_Task to complete_:
Please write out exactly, and only, the lines from the first in the material below to the line containing "the chat service.", both included.

Data for this task: Begin

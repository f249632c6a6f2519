// system-tests/src/lib.rs
// ============================================================================
// Module: Channel Probe System Tests Library
// Description: Shared configuration for system test scenarios.
// Purpose: Provide common utilities for the channel probe system-test binaries.
// Dependencies: channel-probe-cli
// ============================================================================

//! ## Overview
//! This crate hosts shared configuration used by the system-test binaries in
//! `system-tests/tests`. Without `CHANNEL_PROBE_SYSTEM_TEST_BASE_URL` the
//! binaries run against an in-process stub of the chat service.

// ============================================================================
// SECTION: Modules
// ============================================================================

pub mod config;
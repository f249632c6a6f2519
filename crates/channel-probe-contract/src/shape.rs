// crates/channel-probe-contract/src/shape.rs
// ============================================================================
// Module: Response Shapes
// Description: Error envelope model and success-body shape checks.
// Purpose: Decode `error.details` and verify the created-channel envelope.
// Dependencies: serde, serde_json, thiserror
// ============================================================================

//! ## Overview
//! 400 and 500 responses share `{error: {details: [..]}}`. A 201 carries
//! `{ok: true, includes, data: {channel, channelMetadata}}`; the inner objects
//! are opaque to the probe and only their presence is checked.

// ============================================================================
// SECTION: Imports
// ============================================================================

use serde::Deserialize;
use serde::Serialize;
use serde_json::Map;
use serde_json::Value;
use thiserror::Error;

// ============================================================================
// SECTION: Types
// ============================================================================

/// Wrapper object of 400/500 responses.
#[derive(Debug, Clone, PartialEq, Deserialize, Serialize)]
pub struct ErrorEnvelope {
    /// Error payload.
    pub error: ErrorBody,
}

/// Error payload carrying ordered details.
#[derive(Debug, Clone, PartialEq, Deserialize, Serialize)]
pub struct ErrorBody {
    /// Ordered human-readable failure strings.
    pub details: Vec<String>,
    /// Any additional fields the server includes.
    #[serde(default, flatten)]
    pub extra: Map<String, Value>,
}

impl ErrorEnvelope {
    /// Builds an envelope carrying only `details`.
    #[must_use]
    pub fn from_details(details: Vec<String>) -> Self {
        Self {
            error: ErrorBody {
                details,
                extra: Map::new(),
            },
        }
    }
}

/// Shape violations in a response body.
#[derive(Debug, Clone, PartialEq, Eq, Error)]
pub enum ShapeError {
    /// Body is not a JSON object.
    #[error("response body is not a json object")]
    NotAnObject,
    /// A required key is absent.
    #[error("response body is missing `{0}`")]
    MissingField(&'static str),
    /// `ok` is present but not `true`.
    #[error("response field `ok` is not true")]
    NotOk,
    /// `error.details` is absent or not a list of strings.
    #[error("response error details are malformed: {0}")]
    MalformedDetails(String),
}

// ============================================================================
// SECTION: Checks
// ============================================================================

/// Verifies the created-channel success envelope.
///
/// # Errors
///
/// Returns [`ShapeError`] naming the first missing or wrong field.
pub fn check_created_body(body: &Value) -> Result<(), ShapeError> {
    let object = body.as_object().ok_or(ShapeError::NotAnObject)?;
    match object.get("ok") {
        None => return Err(ShapeError::MissingField("ok")),
        Some(Value::Bool(true)) => {}
        Some(_) => return Err(ShapeError::NotOk),
    }
    if !object.contains_key("includes") {
        return Err(ShapeError::MissingField("includes"));
    }
    let data = object
        .get("data")
        .and_then(Value::as_object)
        .ok_or(ShapeError::MissingField("data"))?;
    if !data.contains_key("channel") {
        return Err(ShapeError::MissingField("data.channel"));
    }
    if !data.contains_key("channelMetadata") {
        return Err(ShapeError::MissingField("data.channelMetadata"));
    }
    Ok(())
}

/// Extracts `error.details` from an error response body.
///
/// # Errors
///
/// Returns [`ShapeError`] when the body does not carry a details list.
pub fn error_details(body: &Value) -> Result<Vec<String>, ShapeError> {
    if !body.is_object() {
        return Err(ShapeError::NotAnObject);
    }
    if body.get("error").is_none() {
        return Err(ShapeError::MissingField("error"));
    }
    let envelope: ErrorEnvelope = serde_json::from_value(body.clone())
        .map_err(|err| ShapeError::MalformedDetails(err.to_string()))?;
    Ok(envelope.error.details)
}
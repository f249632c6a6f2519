// crates/channel-probe-contract/src/outcome.rs
// ============================================================================
// Module: Outcome Prediction
// Description: Request classification and expected response for create-channel.
// Purpose: Walk the observed request pipeline and name its exit point.
// Dependencies: serde, serde_json
// ============================================================================

//! ## Overview
//! A create-channel request passes route resolution, then the token check, then
//! the `name` trim step, then body validation. [`predict`] returns the first
//! stage that rejects the request, or [`ExpectedOutcome::Created`].
//! Invariants:
//! - Unrouted method/path pairs fail with 500 before the token is inspected.
//! - Absent and empty session headers are indistinguishable.
//! - Non-object bodies are evaluated as an empty object.

// ============================================================================
// SECTION: Imports
// ============================================================================

use serde::Serialize;
use serde_json::Map;
use serde_json::Value;

use crate::messages::CREATE_CHANNEL_PATH;
use crate::messages::INVALID_TOKEN;
use crate::messages::TOKEN_NOT_FOUND;
use crate::messages::route_not_found_detail;
use crate::rules::normalize_body;
use crate::rules::validation_details;

// ============================================================================
// SECTION: Token Classification
// ============================================================================

/// Server-side view of the session header.
#[derive(Debug, Clone, Copy, PartialEq, Eq, Serialize)]
#[serde(rename_all = "snake_case")]
pub enum TokenState {
    /// Header absent, empty, or whitespace.
    Missing,
    /// Header present with an unrecognized token.
    Invalid,
    /// Header carries a live session token.
    Valid,
}

impl TokenState {
    /// Returns a stable label for the state.
    #[must_use]
    pub const fn as_str(self) -> &'static str {
        match self {
            Self::Missing => "missing",
            Self::Invalid => "invalid",
            Self::Valid => "valid",
        }
    }
}

/// Classifies a raw header value against a token registry predicate.
#[must_use]
pub fn classify_token(header: Option<&str>, is_known: impl Fn(&str) -> bool) -> TokenState {
    match header.map(str::trim) {
        None | Some("") => TokenState::Missing,
        Some(token) if is_known(token) => TokenState::Valid,
        Some(_) => TokenState::Invalid,
    }
}

// ============================================================================
// SECTION: Expected Outcome
// ============================================================================

/// Response the server is expected to produce for a request.
#[derive(Debug, Clone, PartialEq, Eq, Serialize)]
#[serde(tag = "kind", rename_all = "snake_case")]
pub enum ExpectedOutcome {
    /// 403 with a bare string body.
    Forbidden {
        /// Literal body text.
        message: String,
    },
    /// 400 with `error.details`.
    BadRequest {
        /// Ordered validation details.
        details: Vec<String>,
    },
    /// 500 with `error.details` carrying an exception string.
    ServerError {
        /// Runtime failure details.
        details: Vec<String>,
    },
    /// 201 with the channel success envelope.
    Created,
}

impl ExpectedOutcome {
    /// Returns the HTTP status code for the outcome.
    #[must_use]
    pub const fn status(&self) -> u16 {
        match self {
            Self::Forbidden {
                ..
            } => 403,
            Self::BadRequest {
                ..
            } => 400,
            Self::ServerError {
                ..
            } => 500,
            Self::Created => 201,
        }
    }

    /// Returns the `error.details` list when the outcome carries one.
    #[must_use]
    pub fn details(&self) -> Option<&[String]> {
        match self {
            Self::BadRequest {
                details,
            }
            | Self::ServerError {
                details,
            } => Some(details),
            Self::Forbidden {
                ..
            }
            | Self::Created => None,
        }
    }
}

// ============================================================================
// SECTION: Prediction
// ============================================================================

/// Inputs that decide how the server answers a create-channel request.
#[derive(Debug, Clone, Copy)]
pub struct ProbeRequest<'a> {
    /// HTTP method as sent.
    pub method: &'a str,
    /// Request path without query string.
    pub path: &'a str,
    /// Classified session header.
    pub token: TokenState,
    /// Raw JSON body (`Value::Null` when absent).
    pub body: &'a Value,
}

impl<'a> ProbeRequest<'a> {
    /// Builds a POST request against the create-channel path.
    #[must_use]
    pub const fn create_channel(token: TokenState, body: &'a Value) -> Self {
        Self {
            method: "POST",
            path: CREATE_CHANNEL_PATH,
            token,
            body,
        }
    }
}

/// Predicts the server response for a request.
#[must_use]
pub fn predict(request: &ProbeRequest<'_>) -> ExpectedOutcome {
    if request.path != CREATE_CHANNEL_PATH || !request.method.eq_ignore_ascii_case("POST") {
        return ExpectedOutcome::ServerError {
            details: vec![route_not_found_detail(request.method, request.path)],
        };
    }
    match request.token {
        TokenState::Missing => {
            return ExpectedOutcome::Forbidden {
                message: TOKEN_NOT_FOUND.to_string(),
            };
        }
        TokenState::Invalid => {
            return ExpectedOutcome::Forbidden {
                message: INVALID_TOKEN.to_string(),
            };
        }
        TokenState::Valid => {}
    }
    let empty = Map::new();
    let body = request.body.as_object().unwrap_or(&empty);
    let normalized = match normalize_body(body) {
        Ok(normalized) => normalized,
        Err(detail) => {
            return ExpectedOutcome::ServerError {
                details: vec![detail],
            };
        }
    };
    let details = validation_details(&normalized);
    if details.is_empty() {
        ExpectedOutcome::Created
    } else {
        ExpectedOutcome::BadRequest {
            details,
        }
    }
}
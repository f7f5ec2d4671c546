//! Persistence seam for saved CVs and user credit balances.
//!
//! `AppState` carries an `Arc<dyn CvStore>`: `RestCvStore` talks to the
//! hosted PostgREST backend, `InMemoryCvStore` backs local runs and tests.

pub mod memory;
pub mod rest;

use async_trait::async_trait;
use thiserror::Error;
use uuid::Uuid;

use crate::models::record::CvRecord;
use crate::models::user::UserProfile;

pub use memory::InMemoryCvStore;
pub use rest::RestCvStore;

#[derive(Debug, Error)]
pub enum StorageError {
    #[error("HTTP error: {0}")]
    Http(#[from] reqwest::Error),

    #[error("Storage API error (status {status}): {message}")]
    Api { status: u16, message: String },

    #[error("Profile {0} not found")]
    ProfileNotFound(Uuid),

    #[error("Storage returned no row for {0}")]
    EmptyResponse(&'static str),
}

#[async_trait]
pub trait CvStore: Send + Sync {
    /// Inserts a record and returns it with `id` and `created_at` filled in.
    async fn insert_cv(&self, record: &CvRecord) -> Result<CvRecord, StorageError>;

    /// All CVs of a user, newest first.
    async fn list_cvs(&self, user_id: Uuid) -> Result<Vec<CvRecord>, StorageError>;

    async fn get_cv(&self, user_id: Uuid, cv_id: Uuid) -> Result<Option<CvRecord>, StorageError>;

    /// Returns false when no CV with that id belongs to the user.
    async fn delete_cv(&self, user_id: Uuid, cv_id: Uuid) -> Result<bool, StorageError>;

    async fn get_profile(&self, user_id: Uuid) -> Result<UserProfile, StorageError>;

    async fn update_credits(&self, user_id: Uuid, credits: i64) -> Result<(), StorageError>;
}
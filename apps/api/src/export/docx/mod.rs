//! Word export built from the CV model, independent of the visual template.
//!
//! `build_document` decides what goes in; `package::encode` turns the tree
//! into WordprocessingML parts and zips them.

pub mod package;

use crate::export::{ExportError, ExportFormat, ExportedFile};
use crate::models::cv::CvModel;
use crate::render::content::{
    contact_items, description_bullets, education_dates, entry_meta, experience_dates, is_filled, summary,
    visible_achievements, visible_education, visible_experience, visible_skills, ContactKind,
};
use crate::render::Labels;

const NAME_SIZE: u32 = 48;
const TITLE_SIZE: u32 = 28;
const CONTACT_SIZE: u32 = 20;
const ENTRY_TITLE_SIZE: u32 = 24;
const ENTRY_META_SIZE: u32 = 22;
const TITLE_COLOR: &str = "555555";
const META_COLOR: &str = "777777";

#[derive(Debug, Clone, Default, PartialEq)]
pub struct Run {
    pub text: String,
    pub bold: bool,
    pub italic: bool,
    /// Font size in half-points (`w:sz`).
    pub size_half_points: Option<u32>,
    /// Hex RGB without `#`.
    pub color: Option<String>,
}

impl Run {
    pub fn new(text: impl Into<String>) -> Self {
        Self {
            text: text.into(),
            ..Default::default()
        }
    }

    pub fn bold(mut self) -> Self {
        self.bold = true;
        self
    }

    pub fn italic(mut self) -> Self {
        self.italic = true;
        self
    }

    pub fn size(mut self, half_points: u32) -> Self {
        self.size_half_points = Some(half_points);
        self
    }

    pub fn color(mut self, hex: &str) -> Self {
        self.color = Some(hex.to_string());
        self
    }
}

#[derive(Debug, Clone, Default, PartialEq)]
pub struct Paragraph {
    pub runs: Vec<Run>,
    pub centered: bool,
    pub bullet: bool,
}

impl Paragraph {
    pub fn new(run: Run) -> Self {
        Self {
            runs: vec![run],
            ..Default::default()
        }
    }

    pub fn centered(mut self) -> Self {
        self.centered = true;
        self
    }

    pub fn bullet(text: &str) -> Self {
        Self {
            runs: vec![Run::new(text)],
            bullet: true,
            ..Default::default()
        }
    }

    /// Concatenated run text.
    #[cfg(test)]
    pub fn text(&self) -> String {
        self.runs.iter().map(|r| r.text.as_str()).collect()
    }
}

#[derive(Debug, Clone, PartialEq)]
pub enum Block {
    /// Section heading, styled `Heading2`.
    Heading(String),
    Paragraph(Paragraph),
}

#[derive(Debug, Clone, Default, PartialEq)]
pub struct DocxDocument {
    pub title: String,
    pub blocks: Vec<Block>,
}

impl DocxDocument {
    fn push(&mut self, paragraph: Paragraph) {
        self.blocks.push(Block::Paragraph(paragraph));
    }

    fn heading(&mut self, text: &str) {
        self.blocks.push(Block::Heading(text.to_string()));
    }

    fn spacer(&mut self) {
        self.push(Paragraph::default());
    }

    /// Headings in document order.
    #[cfg(test)]
    pub fn headings(&self) -> Vec<&str> {
        self.blocks
            .iter()
            .filter_map(|b| match b {
                Block::Heading(text) => Some(text.as_str()),
                Block::Paragraph(_) => None,
            })
            .collect()
    }

    #[cfg(test)]
    pub fn paragraphs(&self) -> impl Iterator<Item = &Paragraph> {
        self.blocks.iter().filter_map(|b| match b {
            Block::Paragraph(p) => Some(p),
            Block::Heading(_) => None,
        })
    }
}

/// Lays the CV out as header, then Summary, Experience, Education, Skills and
/// Achievements. A section is skipped when it has nothing to show.
pub fn build_document(cv: &CvModel, labels: &Labels) -> DocxDocument {
    let info = &cv.personal_info;
    let mut doc = DocxDocument {
        title: if is_filled(&info.full_name) {
            info.full_name.trim().to_string()
        } else {
            labels.untitled.clone()
        },
        blocks: Vec::new(),
    };

    if is_filled(&info.full_name) {
        doc.push(Paragraph::new(Run::new(info.full_name.trim()).bold().size(NAME_SIZE)).centered());
    }
    if is_filled(&info.job_title) {
        doc.push(
            Paragraph::new(
                Run::new(info.job_title.trim())
                    .size(TITLE_SIZE)
                    .color(TITLE_COLOR),
            )
            .centered(),
        );
    }
    let contacts: Vec<String> = contact_items(info)
        .into_iter()
        .map(|(kind, value)| {
            let label = match kind {
                ContactKind::Email => &labels.email,
                ContactKind::Phone => &labels.phone,
                ContactKind::Location => &labels.location,
            };
            format!("{label}: {value}")
        })
        .collect();
    if !contacts.is_empty() {
        doc.push(Paragraph::new(Run::new(contacts.join("   ")).size(CONTACT_SIZE)).centered());
    }

    if let Some(text) = summary(cv) {
        doc.heading(&labels.summary);
        doc.push(Paragraph::new(Run::new(text)));
    }

    let experience = visible_experience(cv);
    if !experience.is_empty() {
        doc.heading(&labels.experience);
        for entry in experience {
            doc.push(Paragraph::new(
                Run::new(entry.position.trim()).bold().size(ENTRY_TITLE_SIZE),
            ));
            doc.push(Paragraph::new(
                Run::new(entry_meta(&entry.company, &experience_dates(entry, &labels.present)))
                    .italic()
                    .size(ENTRY_META_SIZE)
                    .color(META_COLOR),
            ));
            for line in description_bullets(&entry.description) {
                doc.push(Paragraph::bullet(line));
            }
            doc.spacer();
        }
    }

    let education = visible_education(cv);
    if !education.is_empty() {
        doc.heading(&labels.education);
        for entry in education {
            doc.push(Paragraph::new(
                Run::new(entry.degree.trim()).bold().size(ENTRY_TITLE_SIZE),
            ));
            doc.push(Paragraph::new(
                Run::new(entry_meta(&entry.institution, &education_dates(entry)))
                    .italic()
                    .size(ENTRY_META_SIZE)
                    .color(META_COLOR),
            ));
            for line in description_bullets(&entry.description) {
                doc.push(Paragraph::bullet(line));
            }
            doc.spacer();
        }
    }

    let skills = visible_skills(cv);
    if !skills.is_empty() {
        doc.heading(&labels.skills);
        doc.push(Paragraph::new(Run::new(skills.join(", "))));
    }

    let achievements = visible_achievements(cv);
    if !achievements.is_empty() {
        doc.heading(&labels.achievements);
        for text in achievements {
            doc.push(Paragraph::bullet(text));
        }
    }

    doc
}

pub fn export_docx(cv: &CvModel, labels: &Labels) -> Result<ExportedFile, ExportError> {
    let doc = build_document(cv, labels);
    let bytes = package::encode(&doc)?;
    Ok(ExportedFile::new(cv, labels, ExportFormat::Docx, bytes))
}
use std::collections::HashMap;

use async_trait::async_trait;
use chrono::Utc;
use tokio::sync::RwLock;
use uuid::Uuid;

use crate::models::record::CvRecord;
use crate::models::user::UserProfile;
use crate::storage::{CvStore, StorageError};

/// Process-local store used when no storage backend is configured.
/// Unknown users are given a profile with `signup_credits` on first touch.
pub struct InMemoryCvStore {
    signup_credits: i64,
    cvs: RwLock<Vec<CvRecord>>,
    profiles: RwLock<HashMap<Uuid, UserProfile>>,
}

impl InMemoryCvStore {
    pub fn new(signup_credits: i64) -> Self {
        Self {
            signup_credits,
            cvs: RwLock::new(Vec::new()),
            profiles: RwLock::new(HashMap::new()),
        }
    }

    fn fresh_profile(&self, user_id: Uuid) -> UserProfile {
        UserProfile {
            id: user_id,
            email: String::new(),
            full_name: None,
            credits: self.signup_credits,
        }
    }
}

#[async_trait]
impl CvStore for InMemoryCvStore {
    async fn insert_cv(&self, record: &CvRecord) -> Result<CvRecord, StorageError> {
        let mut stored = record.clone();
        stored.id = Some(Uuid::new_v4());
        stored.created_at = Some(Utc::now());
        self.cvs.write().await.push(stored.clone());
        Ok(stored)
    }

    async fn list_cvs(&self, user_id: Uuid) -> Result<Vec<CvRecord>, StorageError> {
        let cvs = self.cvs.read().await;
        // Insertion order breaks ties between identical timestamps.
        let mut mine: Vec<CvRecord> = cvs
            .iter()
            .rev()
            .filter(|r| r.user_id == user_id)
            .cloned()
            .collect();
        mine.sort_by(|a, b| b.created_at.cmp(&a.created_at));
        Ok(mine)
    }

    async fn get_cv(&self, user_id: Uuid, cv_id: Uuid) -> Result<Option<CvRecord>, StorageError> {
        let cvs = self.cvs.read().await;
        Ok(cvs
            .iter()
            .find(|r| r.user_id == user_id && r.id == Some(cv_id))
            .cloned())
    }

    async fn delete_cv(&self, user_id: Uuid, cv_id: Uuid) -> Result<bool, StorageError> {
        let mut cvs = self.cvs.write().await;
        let before = cvs.len();
        cvs.retain(|r| !(r.user_id == user_id && r.id == Some(cv_id)));
        Ok(cvs.len() != before)
    }

    async fn get_profile(&self, user_id: Uuid) -> Result<UserProfile, StorageError> {
        let mut profiles = self.profiles.write().await;
        Ok(profiles
            .entry(user_id)
            .or_insert_with(|| self.fresh_profile(user_id))
            .clone())
    }

    async fn update_credits(&self, user_id: Uuid, credits: i64) -> Result<(), StorageError> {
        let mut profiles = self.profiles.write().await;
        profiles
            .entry(user_id)
            .or_insert_with(|| self.fresh_profile(user_id))
            .credits = credits;
        Ok(())
    }
}

/// In-memory store whose `insert_cv` always fails with a 503 from the backend.
#[cfg(test)]
pub(crate) struct FailingInsertStore {
    pub inner: InMemoryCvStore,
}

#[cfg(test)]
#[async_trait]
impl CvStore for FailingInsertStore {
    async fn insert_cv(&self, _record: &CvRecord) -> Result<CvRecord, StorageError> {
        Err(StorageError::Api {
            status: 503,
            message: "service unavailable".to_string(),
        })
    }

    async fn list_cvs(&self, user_id: Uuid) -> Result<Vec<CvRecord>, StorageError> {
        self.inner.list_cvs(user_id).await
    }

    async fn get_cv(&self, user_id: Uuid, cv_id: Uuid) -> Result<Option<CvRecord>, StorageError> {
        self.inner.get_cv(user_id, cv_id).await
    }

    async fn delete_cv(&self, user_id: Uuid, cv_id: Uuid) -> Result<bool, StorageError> {
        self.inner.delete_cv(user_id, cv_id).await
    }

    async fn get_profile(&self, user_id: Uuid) -> Result<UserProfile, StorageError> {
        self.inner.get_profile(user_id).await
    }

    async fn update_credits(&self, user_id: Uuid, credits: i64) -> Result<(), StorageError> {
        self.inner.update_credits(user_id, credits).await
    }
}
//! Modern: centered header with a blue rule, summary across the page, then a
//! 8/4 column split with experience and education on the left and skill chips
//! plus achievements on the right.

use crate::models::cv::{CvModel, TemplateId};
use crate::render::content::{
    description_bullets, education_dates, entry_meta, experience_dates, summary, visible_achievements,
    visible_education, visible_experience, visible_skills,
};
use crate::render::templates::{write_chips, write_contacts};
use crate::render::{Labels, Layout, RenderedDocument, SectionKind};

const ACCENT: &str = "#1d4ed8";
const HEADING: &str = "font-size:13pt;font-weight:600;color:#1d4ed8;border-bottom:1px solid #93c5fd;padding-bottom:4px;margin-bottom:8px;text-transform:uppercase";

pub fn render(cv: &CvModel, labels: &Labels) -> RenderedDocument {
    let info = &cv.personal_info;
    let mut layout = Layout::new(TemplateId::Modern);

    layout.open_root(
        "cv cv-modern",
        "padding:32px;background:#ffffff;color:#1f2937;font-family:Inter,Helvetica,Arial,sans-serif;font-size:11pt;line-height:1.6",
    );

    layout
        .html
        .open("header", "", "text-align:center;margin-bottom:32px;border-bottom:2px solid #2563eb;padding-bottom:20px")
        .element("h1", "", &format!("font-size:28pt;font-weight:700;color:{ACCENT};margin:0 0 6px"), &info.full_name)
        .element("h2", "", "font-size:15pt;font-weight:300;color:#4b5563;margin:0 0 12px", &info.job_title);
    write_contacts(
        &mut layout.html,
        info,
        "display:flex;justify-content:center;gap:20px;font-size:9pt;color:#6b7280",
        "",
    );
    layout.html.close("header");

    if let Some(text) = summary(cv) {
        layout
            .open_section(SectionKind::Summary, "", "margin-bottom:24px")
            .element("h3", "", HEADING, &labels.summary)
            .element("p", "", "font-size:10.5pt;color:#374151", text)
            .close("section");
    }

    layout.html.open(
        "div",
        "cv-columns",
        "display:grid;grid-template-columns:8fr 4fr;column-gap:24px",
    );

    layout.html.open("div", "cv-main", "");
    let experience = visible_experience(cv);
    if !experience.is_empty() {
        let html = layout.open_section(SectionKind::Experience, "", "margin-bottom:24px");
        html.element("h3", "", HEADING, &labels.experience);
        for entry in experience {
            html.open("div", "cv-entry", "margin-bottom:12px")
                .element("h4", "", "font-size:11.5pt;font-weight:500;margin:0", &entry.position)
                .element(
                    "p",
                    "",
                    &format!("font-size:10pt;color:{ACCENT};margin:0"),
                    &entry_meta(&entry.company, &experience_dates(entry, &labels.present)),
                )
                .list(
                    "cv-bullets",
                    "list-style:disc inside;font-size:9pt;color:#4b5563;margin-top:4px",
                    "",
                    &description_bullets(&entry.description),
                )
                .close("div");
        }
        html.close("section");
    }

    let education = visible_education(cv);
    if !education.is_empty() {
        let html = layout.open_section(SectionKind::Education, "", "margin-bottom:24px");
        html.element("h3", "", HEADING, &labels.education);
        for entry in education {
            html.open("div", "cv-entry", "margin-bottom:10px")
                .element("h4", "", "font-size:11.5pt;font-weight:500;margin:0", &entry.degree)
                .element(
                    "p",
                    "",
                    &format!("font-size:10pt;color:{ACCENT};margin:0"),
                    &entry_meta(&entry.institution, &education_dates(entry)),
                )
                .list(
                    "cv-bullets",
                    "list-style:none;font-size:9pt;color:#4b5563;margin-top:2px",
                    "",
                    &description_bullets(&entry.description),
                )
                .close("div");
        }
        html.close("section");
    }
    layout.html.close("div");

    layout.html.open("div", "cv-side", "");
    let skills = visible_skills(cv);
    if !skills.is_empty() {
        let html = layout.open_section(SectionKind::Skills, "", "margin-bottom:24px");
        html.element("h3", "", HEADING, &labels.skills);
        write_chips(
            html,
            &skills,
            "display:flex;flex-wrap:wrap;gap:6px;list-style:none;padding:0",
            "background:#dbeafe;color:#1d4ed8;font-size:10pt;font-weight:500;padding:2px 10px;border-radius:9999px",
        );
        html.close("section");
    }

    let achievements = visible_achievements(cv);
    if !achievements.is_empty() {
        layout
            .open_section(SectionKind::Achievements, "", "")
            .element("h3", "", HEADING, &labels.achievements)
            .list(
                "cv-bullets",
                "list-style:disc inside;font-size:9pt;color:#4b5563",
                "",
                &achievements,
            )
            .close("section");
    }
    layout.html.close("div");

    layout.html.close("div").close("div");
    layout.finish()
}

#[cfg(test)]
mod tests {
    use super::*;
    use crate::models::cv::ExperienceEntry;

    #[test]
    fn test_modern_puts_skills_after_main_column_sections() {
        let mut cv = CvModel::blank();
        cv.personal_info.summary = "Hi".to_string();
        cv.experience[0] = ExperienceEntry {
            company: "Acme".to_string(),
            ..Default::default()
        };
        cv.skills = vec!["Rust".to_string()];
        let doc = render(&cv, &Labels::default());
        assert_eq!(
            doc.sections,
            vec![SectionKind::Summary, SectionKind::Experience, SectionKind::Skills]
        );
    }

    #[test]
    fn test_modern_open_ended_job_shows_present() {
        let mut cv = CvModel::blank();
        cv.experience[0] = ExperienceEntry {
            company: "Acme".to_string(),
            start_date: "2021-03".to_string(),
            ..Default::default()
        };
        let doc = render(&cv, &Labels::default());
        assert!(doc.html.contains("Acme | 2021-03 – Present"));
    }
}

Data for this task: End

_Answer to this exercise_:
repository f249632c6a6f2519
// system-tests/src/lib.rs
// ============================================================================
// Module: Channel Probe System Tests Library
// Description: Shared configuration for system test scenarios.
// Purpose: Provide common utilities for the channel probe system-test binaries.
// Dependencies: channel-probe-cli
// ============================================================================

//! ## Overview
//! This crate hosts shared configuration used by the system-test binaries in
//! `system-tests/tests`. Without `CHANNEL_PROBE_SYSTEM_TEST_BASE_URL` the
//! binaries run against an in-process stub of the chat service.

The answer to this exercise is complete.